On August 3, the CDC issued a new moratorium, halting evictions in areas experiencing “substantial” and “high” COVID-19 spread, covering 91 percent of counties nationally. Landlord groups have already sued in federal court to block the new order, as they did before. The first moratorium was upheld by the U.S. Supreme Court in June “because the CDC plans to end the moratorium in only a few weeks,” wrote Justice Brett Kavanaugh. Any additional action to halt evictions would need congressional approval, he wrote.

That means the Department of Justice—or its district courts—is unlikely to pursue charges against landlords, says Greg Zlotnick, the director of pro bono programs at St. Mary’s University School of Law in San Antonio. To the extent the DOJ is involved with the new moratorium, it will likely be focused on defending it against legal challenge, rather than proactively going after violators, he says. And while the order remains contested, a judge is unlikely to sanction a landlord based on a law that could soon be overturned. 

As the time runs out on federal protections, tenant advocates are rushing to fast track rent relief to impatient landlords and increasingly desperate tenants.

In June, Patronella, the Harris County JP, started inviting advocates with a Houston-based nonprofit called The Alliance to join eviction dockets and help tenants and landlords negotiate the process of applying for rental assistance through the Texas Rent Relief Program, which provides money directly to landlords. Earlier this year, the program was moving painfully slow—in late March, a month after it launched, the program made a grand total of three payments

Now, if either party says they are interested in applying, Patronella pauses the proceeding and sends them both to a breakout room along with someone from Alliance. Another Harris County JP, Wanda Adams, has also invited Alliance into her courtroom. 

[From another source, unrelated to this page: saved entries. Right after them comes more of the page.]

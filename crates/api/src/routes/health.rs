use axum::{routing::get, Router};

use crate::handlers::health;
use crate::state::AppState;

/// Mount health check routes (merged at the root, path includes `/api`).
pub fn router() -> Router<AppState> {
    Router::new().route("/api/healthz", get(health::healthz))
}
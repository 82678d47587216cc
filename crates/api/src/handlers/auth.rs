//! Handlers for the session endpoints (login, refresh, revoke).
//!
//! Login trades a password for a short-lived access token plus a long-lived
//! refresh token. Refresh and revoke take the refresh token as a bearer
//! credential.

use axum::extract::State;
use axum::http::{HeaderMap, StatusCode};
use axum::Json;
use chirpy_core::refresh_token::is_well_formed;
use chirpy_core::types::DbId;
use chirpy_db::RedeemError;
use serde::Serialize;

use super::run_blocking;
use super::users::{UserCredentials, UserResponse};
use crate::auth::credential::extract_bearer;
use crate::auth::jwt::issue_access_token;
use crate::auth::password::{verify_against_dummy, verify_password};
use crate::error::{AppError, AppResult};
use crate::state::AppState;

/// Message for every login failure, so callers cannot tell which emails exist.
const INCORRECT_CREDENTIALS: &str = "Incorrect email or password";

// ---------------------------------------------------------------------------
// Response types
// ---------------------------------------------------------------------------

/// Response for `POST /api/login`: the user plus both tokens.
#[derive(Debug, Serialize)]
pub struct LoginResponse {
    #[serde(flatten)]
    pub user: UserResponse,
    /// Access token (JWT).
    pub token: String,
    /// Opaque refresh token.
    pub refresh_token: String,
}

/// Response for `POST /api/refresh`.
#[derive(Debug, Serialize)]
pub struct TokenResponse {
    pub token: String,
}

// ---------------------------------------------------------------------------
// Handlers
// ---------------------------------------------------------------------------

/// POST /api/login
///
/// Authenticate with email + password.
pub async fn login(
    State(state): State<AppState>,
    Json(input): Json<UserCredentials>,
) -> AppResult<Json<LoginResponse>> {
    let password = input.password;
    let Some(user) = state.users.find_user_by_email(input.email.trim()).await? else {
        // Same Argon2 cost as a real check, so response time does not reveal the email.
        let reason = run_blocking(move || verify_against_dummy(&password)).await?;
        tracing::debug!(reason = %reason, "Login for unknown email");
        return Err(AppError::unauthorized(INCORRECT_CREDENTIALS));
    };

    let hash = user.hashed_password.clone();
    if let Err(e) = run_blocking(move || verify_password(&password, &hash)).await? {
        tracing::debug!(user_id = %user.id, reason = %e, "Login rejected");
        return Err(AppError::unauthorized(INCORRECT_CREDENTIALS));
    }

    let token = mint_access_token(&state, user.id)?;
    let refresh_token = state
        .refresh_tokens
        .create_refresh_token(user.id, state.config.jwt.refresh_token_ttl())
        .await?;

    tracing::info!(user_id = %user.id, "User logged in");
    Ok(Json(LoginResponse {
        user: user.into(),
        token,
        refresh_token,
    }))
}

/// POST /api/refresh
///
/// Exchange a live refresh token for a new access token. The refresh token
/// itself is left unchanged.
pub async fn refresh(
    State(state): State<AppState>,
    headers: HeaderMap,
) -> AppResult<Json<TokenResponse>> {
    let presented = extract_bearer(&headers).map_err(|e| {
        tracing::debug!(reason = %e, "Refresh without usable bearer token");
        AppError::unauthorized("Couldn't find token")
    })?;

    let rejected = || AppError::unauthorized("Couldn't validate refresh token");
    if !is_well_formed(&presented) {
        tracing::debug!("Refresh with malformed token");
        return Err(rejected());
    }

    let user_id = match state.refresh_tokens.redeem_refresh_token(&presented).await {
        Ok(user_id) => user_id,
        Err(RedeemError::Store(e)) => return Err(e.into()),
        Err(e) => {
            tracing::debug!(reason = %e, "Refresh token rejected");
            return Err(rejected());
        }
    };

    let token = mint_access_token(&state, user_id)?;
    Ok(Json(TokenResponse { token }))
}

/// POST /api/revoke
///
/// Revoke a refresh token. Revoking an already revoked or unknown token
/// still succeeds.
pub async fn revoke(State(state): State<AppState>, headers: HeaderMap) -> AppResult<StatusCode> {
    let presented = extract_bearer(&headers).map_err(|e| {
        tracing::debug!(reason = %e, "Revoke without usable bearer token");
        AppError::unauthorized("Couldn't find token")
    })?;

    state.refresh_tokens.revoke_refresh_token(&presented).await?;

    tracing::info!("Refresh token revoked");
    Ok(StatusCode::NO_CONTENT)
}

fn mint_access_token(state: &AppState, user_id: DbId) -> AppResult<String> {
    let jwt = &state.config.jwt;
    issue_access_token(user_id, jwt.secret_bytes(), jwt.access_token_ttl())
        .map_err(|e| AppError::InternalError(e.to_string()))
}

“That’s been the most improvement I’ve seen to landlords accepting rental assistance,” says Harris, who has been watching daily eviction proceedings in Houston. By early August, $652 million of nearly $1.2 billion in state and federal funding had been dispersed to households across the state. 

“Rental assistance programs have easily saved lives and stayed eviction,” says Campbell, the Dallas lawyer. Yet many tenants who qualify for federal protection are still being evicted. “It’s a shame that we’ve decided collectively as a state to be the ones on the forefront of this eviction wave.”